Michael Wang, MD, Puddin Clarke endowed professor of lymphoma and myeloma at The University of Texas MD Anderson Cancer Center, discusses where unmet needs still exist for patients with relapsed/refractory mantle cell lymphoma (MCL).
According to Wang, patients who are resistant to covalent Bruton’s tyrosine kinase (BTK) inhibitors often remain a challenge to treat. While they are typically treated using chimeric antigen receptor (CAR) T-cell therapies that produce high efficacy, these agents also often produce high toxicity rates as well.
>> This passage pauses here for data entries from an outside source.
//! Job unit — binds one job's logic to its descriptor and lifecycle
//! state, and drives retry evaluation for its own attempts.

use std::sync::atomic::{AtomicBool, Ordering};
use std::sync::{Arc, Mutex};
use std::time::Duration;

use tokio::sync::watch;

use tasklane_core::{
    IntervalPolicy, JobDescriptor, JobFactory, JobHandler, Result, RunLimit, TaskLaneError,
};

/// Lifecycle states.
///
/// `Created → Validated → Enqueued → Running → {Succeeded, Retrying,
/// Cancelled, Aborted}`. `Retrying` re-enters `Enqueued` after its delay,
/// `Succeeded` either finishes as `Completed` or loops back to `Enqueued`
/// for the next period. `Completed`, `Cancelled`, and `Aborted` are
/// terminal.
#[derive(Debug, Clone, Copy, PartialEq, Eq)]
pub enum JobState {
    Created,
    Validated,
    Enqueued,
    Running,
    Succeeded,
    Retrying,
    Completed,
    Cancelled,
    Aborted,
}

impl JobState {
    pub fn is_terminal(&self) -> bool {
        matches!(self, JobState::Completed | JobState::Cancelled | JobState::Aborted)
    }
}

/// Outcome of one execution attempt, consumed by the lane's drive loop.
#[derive(Debug, Clone, Copy, PartialEq, Eq)]
pub(crate) enum AttemptOutcome {
    /// Success and the job is exhausted (run-once, or periodic limit hit).
    Finished,
    /// Success with periodic runs remaining; go again after `interval`.
    Again { interval: Duration },
    /// Failure with another attempt scheduled after `delay`.
    RetryAfter { delay: Duration },
    /// Cancelled, by policy or externally.
    Cancelled,
}

/// The runtime instance of one job. Never shared across lanes; dropped
/// once its lifecycle reaches a terminal state and removal completes.
pub struct JobUnit {
    descriptor: Mutex<JobDescriptor>,
    handler: Arc<dyn JobHandler>,
    state: Mutex<JobState>,
    cancel_tx: watch::Sender<bool>,
    removed: AtomicBool,
}

impl JobUnit {
    pub fn new(descriptor: JobDescriptor, handler: Arc<dyn JobHandler>) -> Arc<Self> {
        let (cancel_tx, _) = watch::channel(false);
        Arc::new(Self {
            descriptor: Mutex::new(descriptor),
            handler,
            state: Mutex::new(JobState::Created),
            cancel_tx,
            removed: AtomicBool::new(false),
        })
    }

    /// Snapshot of the descriptor, counters included.
    pub fn descriptor(&self) -> JobDescriptor {
        self.descriptor.lock().unwrap().clone()
    }

    pub fn uuid(&self) -> uuid::Uuid {
        self.descriptor.lock().unwrap().uuid
    }

    pub fn has_tag(&self, tag: &str) -> bool {
        self.descriptor.lock().unwrap().tags.contains(tag)
    }

    pub fn state(&self) -> JobState {
        *self.state.lock().unwrap()
    }

    pub fn is_cancelled(&self) -> bool {
        self.state() == JobState::Cancelled
    }

    /// Move to `to` unless the unit is already terminal. Terminal states
    /// are never overwritten; that is what makes cancellation win races
    /// with in-flight transitions.
    pub(crate) fn transition(&self, to: JobState) -> bool {
        let mut state = self.state.lock().unwrap();
        if state.is_terminal() {
            return false;
        }
        *state = to;
        true
    }

    /// Transition any non-terminal state directly to `Cancelled`,
    /// pre-empting an armed retry timer. Returns false if the unit was
    /// already terminal. In-flight logic is not interrupted; its result
    /// is discarded.
    pub fn cancel(&self) -> bool {
        if !self.transition(JobState::Cancelled) {
            return false;
        }
        self.cancel_tx.send_replace(true);
        true
    }

    /// Watch that flips to true when the unit is cancelled.
    pub(crate) fn cancel_signal(&self) -> watch::Receiver<bool> {
        self.cancel_tx.subscribe()
    }

    /// Guard so the removal callback fires exactly once.
    pub(crate) fn begin_removal(&self) -> bool {
        !self.removed.swap(true, Ordering::SeqCst)
    }

    /// Execute one attempt: run the logic, then either book the success
    /// or route the failure through the retry policy. The caller has
    /// already passed the `will_run` and `run` gates.
    pub(crate) async fn attempt(&self) -> AttemptOutcome {
        if !self.transition(JobState::Running) {
            return AttemptOutcome::Cancelled;
        }
        let snapshot = self.descriptor();
        let result = self.handler.run(&snapshot).await;

        // A cancellation that landed mid-execution wins; the result is
        // discarded for scheduling purposes.
        if self.is_cancelled() {
            return AttemptOutcome::Cancelled;
        }

        match result {
            Ok(()) => self.book_success(),
            Err(err) => self.handle_failure(&err),
        }
    }

    /// Increment `run_count`, consume one periodic run, and decide
    /// whether the job is exhausted.
    fn book_success(&self) -> AttemptOutcome {
        if !self.transition(JobState::Succeeded) {
            return AttemptOutcome::Cancelled;
        }
        let mut descriptor = self.descriptor.lock().unwrap();
        descriptor.run_count += 1;

        let outcome = match &mut descriptor.interval {
            IntervalPolicy::Once => AttemptOutcome::Finished,
            IntervalPolicy::Periodic { limit, interval } => match limit {
                RunLimit::Unlimited => AttemptOutcome::Again { interval: *interval },
                RunLimit::Limited(remaining) => {
                    *remaining = remaining.saturating_sub(1);
                    if *remaining == 0 {
                        AttemptOutcome::Finished
                    } else {
                        AttemptOutcome::Again { interval: *interval }
                    }
                }
            },
        };
        drop(descriptor);

        if outcome == AttemptOutcome::Finished && !self.transition(JobState::Completed) {
            return AttemptOutcome::Cancelled;
        }
        outcome
    }

    /// Consult the retry policy once for this failure. A retry increments
    /// `retry_count` and arms the computed delay; a cancel decision is
    /// terminal.
    pub(crate) fn handle_failure(&self, error: &TaskLaneError) -> AttemptOutcome {
        let decision = self.handler.on_retry(error);
        let next_retry = self.descriptor.lock().unwrap().retry_count + 1;
        match decision.delay_for(next_retry) {
            None => {
                tracing::info!(job = %self.uuid(), "job cancelled by retry policy: {error}");
                self.cancel();
                AttemptOutcome::Cancelled
            }
            Some(delay) => {
                if !self.transition(JobState::Retrying) {
                    return AttemptOutcome::Cancelled;
                }
                self.descriptor.lock().unwrap().retry_count = next_retry;
                tracing::debug!(job = %self.uuid(), "retry #{next_retry} in {delay:?}: {error}");
                AttemptOutcome::RetryAfter { delay }
            }
        }
    }

    /// Resolve job logic through the factory. A construction failure is a
    /// scheduling rejection, consumed during the `will_schedule` phase.
    pub(crate) fn resolve_handler(
        factory: &dyn JobFactory,
        descriptor: &JobDescriptor,
    ) -> Result<Arc<dyn JobHandler>> {
        factory
            .create(&descriptor.job_type, &descriptor.params)
            .map_err(|e| TaskLaneError::SchedulingRejected(e.to_string()))
    }
}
Wang also notes the potential role of pirtobrutinib (Jaypirca), a highly selective kinase inhibitor, for these patients. The agent was granted FDA approval for patients with relapsed/refractory MCL who previously received at least 2 lines of systemic therapy, including with a BTK, in January 2023.
This approval was based on findings from the phase 1/2 BRUIN trial (NCT03740529) which showed that treatment with pirtobrutinib at 200 mg given once daily until disease progression or unacceptable toxicity elicited an overall response rate of 50% among patients. Additionally, 13% of patients achieved a complete response at time of analysis.
Transcription:
0:10 | There's a huge unmet need when the patient is resistant to covalent BTK inhibitors, and if they have progressed or relapsed, we use CAR T cells because CAR T-cell efficacy is high, but its toxicity is [also] high. So, if the patient had relapsed after BTK inhibitors, they are not high-risk. They have small tumors, and they do not need immediate CAR T-cell therapy. You could put this patient in long-term remission using only pirtobrutinib as shown in the phase 2 clinical trial that has been recently published in the Journal of Clinical Oncology.
0:54 | Other major studies are not only at the phase 3, but other smaller studies with the investigator initiated trials are ongoing.